Sunday, January 04, 2015

  • Sunday, January 04, 2015
  • Elder of Ziyon
The list of war crimes enumerated in Rome Statute of the ICC includes a section that is directly aimed at Israel, and no one else.

From The International Criminal Court: the making of the Rome Statute : issues, negotiations and results by Roy S. K. Lee

Article 8(2)(b)(viii), on deportation and transfer of population, also generated extensive discussions. The provision now reads:
The transfer. directly or indirectly, by the Occupying Power of parts of its own civilian population into the territory it occupies, or the deportation or transfer of all or parts of the population of the occupied territory within or outside this territory.
The grave breach of “unlawful deportation or transfer or unlawful continement" is already reflected in Article 8(l)(a)(vii). The violation in Article 8(2)(b)(vii) is based on the broader provision in Article 49 of the Fourth Geneva Convention of 1949, now recognized as a grave breach in Article 85(4)(a) of Additional Protocol 1. The scope of these prohibitions is broader, as they govern not only the transfer of population of the occupied territory to other parts of that occupied territory or to places outside the occupied territory. but also the transfer by the occupying power of parts of its own civilian population into occupied territory. The latter aspect was politically controversial during the negotiations. Israel was not a party to the Additional Protocol l, largely because of this provision, and emphatically disagreed that this aspect was part of customary international law. It stood, however, rather isolated in this position and was supported, to a certain extent, only by the United States.

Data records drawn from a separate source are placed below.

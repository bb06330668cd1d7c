// crates/batch-ledger-config/src/lib.rs
// ============================================================================
// Module: Batch Ledger Config Library
// Description: Canonical config model and validation.
// Purpose: Single source of truth for batch-ledger.toml semantics.
// Dependencies: batch-ledger-store-sqlite, serde, toml
// ============================================================================

//! ## Overview
//! `batch-ledger-config` defines the configuration model for the batch
//! ledger tooling: where the `SQLite` ledger lives, how it is tuned, and how
//! logs are filtered and formatted. Loading is strict and fail-closed.

// ============================================================================
// SECTION: Modules
// ============================================================================

pub mod config;

// ============================================================================
// SECTION: Re-Exports
// ============================================================================

pub use config::*;
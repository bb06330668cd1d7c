// crates/batch-ledger-core/src/runtime/mod.rs
// ============================================================================
// Module: Batch Ledger Runtime
// Description: Status transitions, checkpoint access, and partition roll-up.
// Purpose: Layer driver-facing ledger behavior over the store contracts.
// Dependencies: crate::{codec, interfaces, model}
// ============================================================================

//! ## Overview
//! Runtime helpers borrow a store supplied by the caller and hold no state of
//! their own. Every backend, the in-memory store included, is driven through
//! the same helpers so transition rules live in one place.

// ============================================================================
// SECTION: Submodules
// ============================================================================

pub mod checkpoint;
pub mod partition;
pub mod status;
pub mod store;

// ============================================================================
// SECTION: Re-Exports
// ============================================================================

pub use checkpoint::CheckpointLedger;
pub use partition::PartitionAggregator;
pub use partition::create_partition_instances;
pub use status::StatusTracker;
pub use store::InMemoryLedgerStore;
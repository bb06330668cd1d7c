// crates/batch-ledger-core/src/runtime/checkpoint.rs
// ============================================================================
// Module: Batch Ledger Checkpoint Ledger
// Description: Reader/writer restart token access over a checkpoint store.
// Purpose: Provide the driver-facing checkpoint API with typed token codecs.
// Dependencies: crate::codec, crate::interfaces, crate::model, tracing
// ============================================================================

//! ## Overview
//! [`CheckpointLedger`] wraps a [`CheckpointStore`]. Byte-level calls pass
//! tokens through untouched; the typed calls run the caller's own
//! [`BlobCodec`] pair so restart tokens are never decoded by a generic
//! object deserializer.

// ============================================================================
// SECTION: Imports
// ============================================================================

use tracing::debug;

use crate::codec::BlobCodec;
use crate::interfaces::CheckpointStore;
use crate::interfaces::LedgerError;
use crate::interfaces::ensure_step_name;
use crate::model::CheckpointPair;
use crate::model::JobInstanceId;

// ============================================================================
// SECTION: Checkpoint Ledger
// ============================================================================

/// Driver-facing checkpoint API.
#[derive(Debug)]
pub struct CheckpointLedger<'a, S: ?Sized> {
    /// Backing checkpoint store.
    store: &'a S,
}

impl<S: ?Sized> Clone for CheckpointLedger<'_, S> {
    fn clone(&self) -> Self {
        *self
    }
}

impl<S: ?Sized> Copy for CheckpointLedger<'_, S> {}

impl<'a, S: CheckpointStore + ?Sized> CheckpointLedger<'a, S> {
    /// Creates a ledger over `store`.
    #[must_use]
    pub const fn new(store: &'a S) -> Self {
        Self {
            store,
        }
    }

    /// Creates both checkpoint rows for a step with null tokens.
    ///
    /// # Errors
    ///
    /// Returns [`LedgerError::AlreadyExists`] when either row exists.
    pub fn create(&self, job_instance_id: JobInstanceId, step_name: &str) -> Result<(), LedgerError> {
        ensure_step_name(step_name)?;
        self.store.create_checkpoint_pair(job_instance_id, step_name)?;
        debug!(job_instance_id = job_instance_id.get(), step_name, "checkpoint pair created");
        Ok(())
    }

    /// Returns the pair for a step, creating it with null tokens first when
    /// it does not exist yet.
    ///
    /// # Errors
    ///
    /// Returns [`LedgerError`] when the store fails.
    pub fn ensure(
        &self,
        job_instance_id: JobInstanceId,
        step_name: &str,
    ) -> Result<CheckpointPair, LedgerError> {
        ensure_step_name(step_name)?;
        if let Some(pair) = self.store.get_checkpoint_pair(job_instance_id, step_name)? {
            return Ok(pair);
        }
        match self.create(job_instance_id, step_name) {
            Ok(()) | Err(LedgerError::AlreadyExists(_)) => self.get(job_instance_id, step_name),
            Err(err) => Err(err),
        }
    }

    /// Loads both tokens for a step.
    ///
    /// # Errors
    ///
    /// Returns [`LedgerError::NotFound`] when the pair was never created.
    pub fn get(
        &self,
        job_instance_id: JobInstanceId,
        step_name: &str,
    ) -> Result<CheckpointPair, LedgerError> {
        ensure_step_name(step_name)?;
        self.store.get_checkpoint_pair(job_instance_id, step_name)?.ok_or_else(|| {
            LedgerError::NotFound(format!("checkpoint pair ({job_instance_id}, {step_name})"))
        })
    }

    /// Overwrites both tokens for a step.
    ///
    /// # Errors
    ///
    /// Returns [`LedgerError::NotFound`] when the pair was never created.
    pub fn update(
        &self,
        job_instance_id: JobInstanceId,
        step_name: &str,
        pair: &CheckpointPair,
    ) -> Result<(), LedgerError> {
        ensure_step_name(step_name)?;
        self.store.update_checkpoint_pair(job_instance_id, step_name, pair)?;
        debug!(
            job_instance_id = job_instance_id.get(),
            step_name,
            reader_present = pair.reader.is_some(),
            writer_present = pair.writer.is_some(),
            "checkpoint pair updated"
        );
        Ok(())
    }

    /// Loads both tokens and decodes each with its own codec.
    ///
    /// # Errors
    ///
    /// Returns [`LedgerError::NotFound`] when the pair was never created and
    /// [`LedgerError::DecodeFailure`] when a codec rejects its token.
    pub fn get_decoded<R: BlobCodec, W: BlobCodec>(
        &self,
        job_instance_id: JobInstanceId,
        step_name: &str,
        reader_codec: &R,
        writer_codec: &W,
    ) -> Result<(Option<R::Value>, Option<W::Value>), LedgerError> {
        let pair = self.get(job_instance_id, step_name)?;
        let context = format!("checkpoint pair ({job_instance_id}, {step_name})");
        let reader = pair
            .reader
            .as_deref()
            .map(|bytes| reader_codec.decode(bytes))
            .transpose()
            .map_err(|err| LedgerError::decode(&format!("{context} reader"), &err))?;
        let writer = pair
            .writer
            .as_deref()
            .map(|bytes| writer_codec.decode(bytes))
            .transpose()
            .map_err(|err| LedgerError::decode(&format!("{context} writer"), &err))?;
        Ok((reader, writer))
    }

    /// Encodes both tokens with their codecs and overwrites the pair.
    ///
    /// # Errors
    ///
    /// Returns [`LedgerError::Invalid`] when a codec rejects its value and
    /// [`LedgerError::NotFound`] when the pair was never created.
    pub fn update_encoded<R: BlobCodec, W: BlobCodec>(
        &self,
        job_instance_id: JobInstanceId,
        step_name: &str,
        reader: (&R, Option<&R::Value>),
        writer: (&W, Option<&W::Value>),
    ) -> Result<(), LedgerError> {
        let context = format!("checkpoint pair ({job_instance_id}, {step_name})");
        let (reader_codec, reader_value) = reader;
        let (writer_codec, writer_value) = writer;
        let reader = reader_value
            .map(|value| reader_codec.encode(value))
            .transpose()
            .map_err(|err| LedgerError::Invalid(format!("{context} reader: {err}")))?;
        let writer = writer_value
            .map(|value| writer_codec.encode(value))
            .transpose()
            .map_err(|err| LedgerError::Invalid(format!("{context} writer: {err}")))?;
        self.update(job_instance_id, step_name, &CheckpointPair::new(reader, writer))
    }
}
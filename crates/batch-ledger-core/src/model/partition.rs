// crates/batch-ledger-core/src/model/partition.rs
// ============================================================================
// Module: Batch Ledger Partition Names
// Description: Naming scheme for synthetic partition job instances.
// Purpose: Build, parse, and match `:<root>:<step>:<index>` instance names.
// Dependencies: serde
// ============================================================================

//! ## Overview
//! Each partition of a partitioned step runs as its own job instance named
//! `:<rootJobInstanceId>:<stepName>:<partitionIndex>`. The root id and index
//! are all digits, so splitting after the leading colon on the first and last
//! colon recovers the step name exactly. Stores that prefilter with a pattern
//! predicate use [`PartitionInstanceName::like_pattern`] and then confirm
//! every candidate with [`PartitionInstanceName::belongs_to`], so step names
//! containing `:`, `%`, or `_` never match a sibling step.

// ============================================================================
// SECTION: Imports
// ============================================================================

use std::fmt;

use serde::Deserialize;
use serde::Serialize;

use crate::model::identifiers::JobInstanceId;

// ============================================================================
// SECTION: Constants
// ============================================================================

/// Escape character used by [`escape_like_pattern`].
pub const LIKE_ESCAPE: char = '\\';

// ============================================================================
// SECTION: Partition Names
// ============================================================================

/// Parsed name of a synthetic partition job instance.
#[derive(Debug, Clone, PartialEq, Eq, Hash, Serialize, Deserialize)]
pub struct PartitionInstanceName {
    /// Job instance that owns the partitioned step.
    pub root: JobInstanceId,
    /// Partitioned step name.
    pub step_name: String,
    /// Zero-based partition index.
    pub index: u32,
}

impl PartitionInstanceName {
    /// Creates a partition name.
    #[must_use]
    pub fn new(root: JobInstanceId, step_name: &str, index: u32) -> Self {
        Self {
            root,
            step_name: step_name.to_string(),
            index,
        }
    }

    /// Returns the literal prefix shared by every partition of a step.
    #[must_use]
    pub fn prefix(root: JobInstanceId, step_name: &str) -> String {
        format!(":{root}:{step_name}:")
    }

    /// Returns a `LIKE` pattern (escape character [`LIKE_ESCAPE`]) matching
    /// every partition of a step, and possibly some false candidates.
    #[must_use]
    pub fn like_pattern(root: JobInstanceId, step_name: &str) -> String {
        let mut pattern = escape_like_pattern(&Self::prefix(root, step_name));
        pattern.push('%');
        pattern
    }

    /// Parses an instance name; returns `None` for non-partition names.
    #[must_use]
    pub fn parse(name: &str) -> Option<Self> {
        let rest = name.strip_prefix(':')?;
        let (root, rest) = rest.split_once(':')?;
        let (step_name, index) = rest.rsplit_once(':')?;
        let root = parse_digits(root).and_then(JobInstanceId::from_raw)?;
        let index = u32::try_from(parse_digits(index)?).ok()?;
        Some(Self {
            root,
            step_name: step_name.to_string(),
            index,
        })
    }

    /// Returns true when `name` is exactly a partition of `(root, step_name)`.
    #[must_use]
    pub fn belongs_to(name: &str, root: JobInstanceId, step_name: &str) -> bool {
        Self::parse(name).is_some_and(|parsed| parsed.root == root && parsed.step_name == step_name)
    }
}

impl fmt::Display for PartitionInstanceName {
    fn fmt(&self, f: &mut fmt::Formatter<'_>) -> fmt::Result {
        write!(f, ":{}:{}:{}", self.root, self.step_name, self.index)
    }
}

// ============================================================================
// SECTION: Helpers
// ============================================================================

/// Escapes `%`, `_`, and the escape character itself for a `LIKE` predicate.
#[must_use]
pub fn escape_like_pattern(value: &str) -> String {
    let mut escaped = String::with_capacity(value.len());
    for ch in value.chars() {
        if ch == '%' || ch == '_' || ch == LIKE_ESCAPE {
            escaped.push(LIKE_ESCAPE);
        }
        escaped.push(ch);
    }
    escaped
}

/// Parses a non-empty run of ASCII digits.
fn parse_digits(value: &str) -> Option<u64> {
    if value.is_empty() || !value.bytes().all(|byte| byte.is_ascii_digit()) {
        return None;
    }
    value.parse().ok()
}

// ============================================================================
// SECTION: Tests
// ============================================================================
// ============================================================================
// SECTION: Execution History Store
// ============================================================================

/// Durable job instances, job executions, and step executions.
pub trait ExecutionHistoryStore {
    /// Creates a job instance.
    ///
    /// # Errors
    ///
    /// Returns [`LedgerError`] when the store fails.
    fn create_job_instance(
        &self,
        name: &str,
        app_tag: &str,
        job_definition: Option<&str>,
    ) -> Result<JobInstance, LedgerError>;

    /// Creates a synthetic job instance hosting one partition.
    ///
    /// # Errors
    ///
    /// Returns [`LedgerError`] when the store fails.
    fn create_sub_job_instance(
        &self,
        name: &PartitionInstanceName,
        app_tag: &str,
    ) -> Result<JobInstance, LedgerError>;

    /// Loads a job instance.
    ///
    /// # Errors
    ///
    /// Returns [`LedgerError`] when the store fails.
    fn get_job_instance(
        &self,
        job_instance_id: JobInstanceId,
    ) -> Result<Option<JobInstance>, LedgerError>;

    /// Resolves the app tag of a job instance.
    ///
    /// # Errors
    ///
    /// Returns [`LedgerError::NotFound`] when the instance does not exist.
    fn app_tag_for_instance(&self, job_instance_id: JobInstanceId) -> Result<String, LedgerError>;

    /// Counts job instances with a name, optionally restricted to an app tag.
    ///
    /// # Errors
    ///
    /// Returns [`LedgerError`] when the store fails.
    fn job_instance_count(&self, name: &str, app_tag: Option<&str>) -> Result<u64, LedgerError>;

    /// Pages job instance ids for a name, newest first.
    ///
    /// # Errors
    ///
    /// Returns [`LedgerError`] when the store fails.
    fn job_instance_ids(
        &self,
        name: &str,
        app_tag: Option<&str>,
        start: usize,
        count: usize,
    ) -> Result<Vec<JobInstanceId>, LedgerError>;

    /// Lists every non-partition job instance as `id -> name`.
    ///
    /// # Errors
    ///
    /// Returns [`LedgerError`] when the store fails.
    fn external_job_instances(&self) -> Result<BTreeMap<JobInstanceId, String>, LedgerError>;

    /// Creates a job execution for an instance.
    ///
    /// # Errors
    ///
    /// Returns [`LedgerError::NotFound`] when the instance does not exist.
    fn create_job_execution(
        &self,
        job_instance_id: JobInstanceId,
        parameters: &JobParameters,
        initial_status: BatchStatus,
        create_time: Timestamp,
    ) -> Result<JobExecutionId, LedgerError>;

    /// Marks an execution `STARTED` and records its start time.
    ///
    /// # Errors
    ///
    /// Returns [`LedgerError::NoSuchExecution`] when the execution is unknown.
    fn mark_job_started(
        &self,
        job_execution_id: JobExecutionId,
        start_time: Timestamp,
    ) -> Result<(), LedgerError>;

    /// Updates only the batch status and last-update time of an execution.
    ///
    /// # Errors
    ///
    /// Returns [`LedgerError::NoSuchExecution`] when the execution is unknown.
    fn update_batch_status_only(
        &self,
        job_execution_id: JobExecutionId,
        batch_status: BatchStatus,
        update_time: Timestamp,
    ) -> Result<(), LedgerError>;

    /// Records the final batch status, exit status, and end time.
    ///
    /// # Errors
    ///
    /// Returns [`LedgerError::NoSuchExecution`] when the execution is unknown.
    fn finalize_job_execution(
        &self,
        job_execution_id: JobExecutionId,
        batch_status: BatchStatus,
        exit_status: &str,
        end_time: Timestamp,
    ) -> Result<(), LedgerError>;

    /// Loads a job execution.
    ///
    /// # Errors
    ///
    /// Returns [`LedgerError`] when the store fails or parameters are corrupt.
    fn get_job_execution(
        &self,
        job_execution_id: JobExecutionId,
    ) -> Result<Option<JobExecution>, LedgerError>;

    /// Lists executions of an instance, highest id first.
    ///
    /// # Errors
    ///
    /// Returns [`LedgerError`] when the store fails.
    fn job_executions_for_instance(
        &self,
        job_instance_id: JobInstanceId,
    ) -> Result<Vec<JobExecution>, LedgerError>;

    /// Lists running execution ids (`STARTING`, `STARTED`, `STOPPING`) of a job name.
    ///
    /// # Errors
    ///
    /// Returns [`LedgerError`] when the store fails.
    fn running_execution_ids(&self, job_name: &str) -> Result<Vec<JobExecutionId>, LedgerError>;

    /// Resolves the job instance owning an execution.
    ///
    /// # Errors
    ///
    /// Returns [`LedgerError::NoSuchExecution`] when the execution is unknown.
    fn job_instance_id_for_execution(
        &self,
        job_execution_id: JobExecutionId,
    ) -> Result<JobInstanceId, LedgerError>;

    /// Loads the parameters of an execution.
    ///
    /// # Errors
    ///
    /// Returns [`LedgerError::NoSuchExecution`] when the execution is unknown.
    fn job_parameters(&self, job_execution_id: JobExecutionId)
    -> Result<JobParameters, LedgerError>;

    /// Resolves the app tag of the instance owning an execution.
    ///
    /// # Errors
    ///
    /// Returns [`LedgerError::NoSuchExecution`] when the execution is unknown.
    fn app_tag_for_execution(&self, job_execution_id: JobExecutionId)
    -> Result<String, LedgerError>;

    /// Returns the latest-created execution of an instance.
    ///
    /// # Errors
    ///
    /// Returns [`LedgerError`] when the store fails.
    fn most_recent_execution_id(
        &self,
        job_instance_id: JobInstanceId,
    ) -> Result<Option<JobExecutionId>, LedgerError>;

    /// Creates a step execution with status `STARTING`.
    ///
    /// # Errors
    ///
    /// Returns [`LedgerError::NoSuchExecution`] when the job execution is unknown.
    fn create_step_execution(
        &self,
        job_execution_id: JobExecutionId,
        step_name: &str,
        initial_metrics: &StepMetrics,
        start_time: Timestamp,
    ) -> Result<StepExecutionId, LedgerError>;

    /// Applies an interval or end-of-step update to a step execution.
    ///
    /// # Errors
    ///
    /// Returns [`LedgerError::NotFound`] when the step execution is unknown
    /// and [`LedgerError::InvalidTransition`] once the owning job execution
    /// has reached a terminal status.
    fn update_step_execution_metrics(
        &self,
        step_execution_id: StepExecutionId,
        update: &StepExecutionUpdate,
    ) -> Result<(), LedgerError>;

    /// Loads a step execution.
    ///
    /// # Errors
    ///
    /// Returns [`LedgerError`] when the store fails.
    fn get_step_execution(
        &self,
        step_execution_id: StepExecutionId,
    ) -> Result<Option<StepExecution>, LedgerError>;

    /// Lists the step executions of a job execution, lowest id first.
    ///
    /// # Errors
    ///
    /// Returns [`LedgerError`] when the store fails.
    fn step_executions_for_job_execution(
        &self,
        job_execution_id: JobExecutionId,
    ) -> Result<Vec<StepExecution>, LedgerError>;

    /// Lists the most recent step execution per step name for an instance.
    ///
    /// # Errors
    ///
    /// Returns [`LedgerError`] when the store fails.
    fn most_recent_step_executions(
        &self,
        job_instance_id: JobInstanceId,
    ) -> Result<Vec<StepExecution>, LedgerError>;

    /// Returns the metrics of every step execution hosted by a partition of
    /// `(root, step_name)`.
    ///
    /// # Errors
    ///
    /// Returns [`LedgerError`] when the store fails.
    fn partition_step_metrics(
        &self,
        root: JobInstanceId,
        step_name: &str,
    ) -> Result<Vec<StepMetrics>, LedgerError>;

    /// Deletes every instance with an app tag along with all dependent rows.
    ///
    /// # Errors
    ///
    /// Returns [`LedgerError`] when the store fails; nothing is deleted then.
    fn purge(&self, app_tag: &str) -> Result<PurgeSummary, LedgerError>;
}
/// Verifies `ABANDONED` survives a write attempt and a reopen.
#[test]
fn abandoned_job_status_is_sticky() {
    let dir = TempDir::new().unwrap();
    let config = SqliteStoreConfig::new(dir.path().join("ledger.db"));
    let instance = {
        let store = SqliteLedgerStore::new(config.clone()).unwrap();
        let (instance, _) = start_job(&store, "orders", "tagA");
        let tracker = StatusTracker::new(&store);
        tracker.create_job_status(instance).unwrap();
        tracker.set_batch_status(instance, BatchStatus::Abandoned).unwrap();
        instance
    };
    let store = SqliteLedgerStore::new(config).unwrap();
    let tracker = StatusTracker::new(&store);
    assert!(matches!(
        tracker.set_batch_status(instance, BatchStatus::Started),
        Err(LedgerError::InvalidTransition(_))
    ));
    assert_eq!(tracker.get_job_status(instance).unwrap().batch_status, BatchStatus::Abandoned);
}

// ============================================================================
// SECTION: Durability
// ============================================================================

/// Verifies committed rows are visible after reopening the database file.
#[test]
fn reopen_preserves_history() {
    let dir = TempDir::new().unwrap();
    let config = SqliteStoreConfig::new(dir.path().join("nested").join("ledger.db"));
    let (instance, execution) = {
        let store = SqliteLedgerStore::new(config.clone()).unwrap();
        let ids = start_job(&store, "orders", "tagA");
        CheckpointLedger::new(&store).create(ids.0, "load").unwrap();
        CheckpointLedger::new(&store)
            .update(ids.0, "load", &CheckpointPair::new(None, Some(vec![1, 2, 3])))
            .unwrap();
        ids
    };
    let store = SqliteLedgerStore::new(config).unwrap();
    assert_eq!(store.get_job_execution(execution).unwrap().unwrap().job_instance_id, instance);
    assert_eq!(CheckpointLedger::new(&store).get(instance, "load").unwrap().writer, Some(vec![1, 2, 3]));
    let (_, later) = start_job(&store, "orders", "tagA");
    assert!(later.get() > execution.get());
}

/// Verifies a damaged status blob is reported instead of coerced.
#[test]
fn corrupt_status_blob_is_reported() {
    let (dir, store) = open_store();
    let (instance, _) = start_job(&store, "orders", "tagA");
    StatusTracker::new(&store).create_job_status(instance).unwrap();

    let raw = rusqlite::Connection::open(dir.path().join("ledger.db")).unwrap();
    raw.busy_timeout(std::time::Duration::from_secs(5)).unwrap();
    raw.execute("UPDATE jobstatus SET obj = x'00ff'", []).unwrap();
    drop(raw);

    let error = StatusTracker::new(&store).get_job_status(instance).unwrap_err();
    assert!(matches!(error, LedgerError::DecodeFailure(_)));
}

/// Verifies a checkpoint pair with one row deleted is reported, not half-filled.
#[test]
fn half_checkpoint_pair_is_reported() {
    let (dir, store) = open_store();
    let (instance, _) = start_job(&store, "orders", "tagA");
    let ledger = CheckpointLedger::new(&store);
    ledger.create(instance, "load").unwrap();
    ledger.update(instance, "load", &CheckpointPair::new(Some(vec![1]), Some(vec![2]))).unwrap();

    let raw = rusqlite::Connection::open(dir.path().join("ledger.db")).unwrap();
    raw.busy_timeout(std::time::Duration::from_secs(5)).unwrap();
    let deleted = raw.execute("DELETE FROM checkpointdata WHERE id LIKE '%,WRITER'", []).unwrap();
    assert_eq!(deleted, 1);
    drop(raw);

    let error = ledger.get(instance, "load").unwrap_err();
    assert!(matches!(error, LedgerError::DecodeFailure(_)));
    assert!(error.to_string().contains("writer"));
}

/// Verifies a database stamped with another schema version is refused.
#[test]
fn schema_version_mismatch_is_refused() {
    let dir = TempDir::new().unwrap();
    let config = SqliteStoreConfig::new(dir.path().join("ledger.db"));
    drop(SqliteLedgerStore::new(config.clone()).unwrap());

    let raw = rusqlite::Connection::open(&config.path).unwrap();
    raw.execute("UPDATE store_meta SET version = 99", []).unwrap();
    drop(raw);

    let error = SqliteLedgerStore::new(config).err().unwrap();
    assert!(matches!(error, SqliteStoreError::VersionMismatch(_)));
    assert!(matches!(LedgerError::from(error), LedgerError::StoreUnavailable(_)));
}

/// Verifies invalid tuning is rejected before the file is touched.
#[test]
fn invalid_config_is_rejected() {
    let dir = TempDir::new().unwrap();
    let mut config = SqliteStoreConfig::new(dir.path().join("ledger.db"));
    config.read_pool_size = 0;
    assert!(matches!(SqliteLedgerStore::new(config), Err(SqliteStoreError::Invalid(_))));
    assert!(!dir.path().join("ledger.db").exists());

    let error = SqliteLedgerStore::new(SqliteStoreConfig::new(dir.path())).unwrap_err();
    assert!(matches!(error, SqliteStoreError::Invalid(_)));
    assert!(error.to_string().contains("is a directory"));

    let mut config = SqliteStoreConfig::new(dir.path().join("legacy.db"));
    config.journal_mode = SqliteStoreMode::Delete;
    let store = SqliteLedgerStore::new(config).unwrap();
    assert!(store.readiness().is_ok());
}

/// Verifies purge removes a tag's rows and leaves other tags alone.
#[test]
fn purge_removes_only_matching_tag() {
    let (_dir, store) = open_store();
    let (purged, purged_exec) = start_job(&store, "orders", "tagA");
    let (kept, kept_exec) = start_job(&store, "orders", "tagB");
    for (instance, execution) in [(purged, purged_exec), (kept, kept_exec)] {
        let step = store.create_step_execution(execution, "load", &StepMetrics::default(), at(1)).unwrap();
        StatusTracker::new(&store).create_job_status(instance).unwrap();
        StatusTracker::new(&store).create_step_status(step).unwrap();
        CheckpointLedger::new(&store).create(instance, "load").unwrap();
    }

    let summary = store.purge("tagA").unwrap();
    assert_eq!(
        summary,
        PurgeSummary {
            job_instances: 1,
            job_executions: 1,
            step_executions: 1,
            job_statuses: 1,
            step_statuses: 1,
            checkpoints: 2,
        }
    );
    assert!(store.get_job_instance(purged).unwrap().is_none());
    assert!(store.get_job_instance(kept).unwrap().is_some());
    assert!(CheckpointLedger::new(&store).get(kept, "load").is_ok());
    assert!(store.readiness().is_ok());
    assert_eq!(store.purge("tagA").unwrap(), PurgeSummary::default());
}

// ============================================================================
// SECTION: Properties
// ============================================================================

proptest! {
    #![proptest_config(ProptestConfig::with_cases(16))]

    #[test]
    fn most_recent_step_per_name(steps in prop::collection::vec(0_usize .. 4, 1 .. 16)) {
        let names = ["load", "transform", "write", "audit"];
        let (_dir, store) = open_store();
        let (instance, first_exec) = start_job(&store, "orders", "tagA");
        let restart = store
            .create_job_execution(instance, &JobParameters::new(), BatchStatus::Starting, at(2_000))
            .unwrap();
        let mut latest = std::collections::BTreeMap::new();
        for (position, step) in steps.into_iter().enumerate() {
            let execution = if position % 2 == 0 { first_exec } else { restart };
            let id = store
                .create_step_execution(execution, names[step], &StepMetrics::default(), at(1))
                .unwrap();
            latest.insert(names[step], id);
        }
        let recent = store.most_recent_step_executions(instance).unwrap();
        prop_assert_eq!(recent.len(), latest.len());
        for step in recent {
            prop_assert_eq!(latest.get(step.step_name.as_str()).copied(), Some(step.id));
        }
    }
}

During the December 1997 session, this provision generated heated debates, as a result of which four options were submitted for discussion at the Rome Conference.‘°' At Rome, it soon became clear that a large majority of delegations preferred a provision based on the wording of the Additional Protocol. However. the Arab delegations wanted to adapt this language. in order to make clear that an occupying power is not only responsible for this act if it deliberately organizes the transfer of its own population into occupied territory, but also if it does not take effective steps to prevent the population itself from organizing such a transfer. After some negotiations, the words “directly or indirectly" were added to this provision.
In other words,the drafting committee caved to Arab demands to expand the scope of existing international law specifically against a single state - a state that most of them were technically at war with..

Just for context, here are other crimes that the Rome Statute considers exactly as heinous as the crime of allowing one's citizens to voluntarily move to disputed territory:

* Intentionally attacking innocent civilians
* Intentionally attacking official people involved in humanitarian or peacekeeping missions
* Killing people who have surrendered
* Intentionally attacking churches, hospitals or museums for no military reason
* Subjecting the enemy to medical experiments or mutilation
* "Committing rape, sexual slavery, enforced prostitution, forced pregnancy..."
* Intentionally starving civilians

Israel commented at the time:
Israel has reluctantly cast a negative vote. It fails to comprehend why it has been considered necessary to insert into the list of the most heinous and grievous war crimes the action of transferring population into occupied territory. The exigencies of lack of time and intense political and public pressure have obliged the Conference to by-pass very basic sovereign prerogatives to which we are entitled in drafting international conventions, in favour of finishing the work and achieving a Statute on a come-what-may basis. We continue to hope that the Court will indeed serve the lofty objectives for the attainment of which it is being established.
The deck is stacked against Israel at the ICC because its foundational document was partially the result of political, specifically anti-Israel move by her enemies.

A court whose rules are created not for the purposes of justice but for the purpose of revenge against a single state is flawed from the start.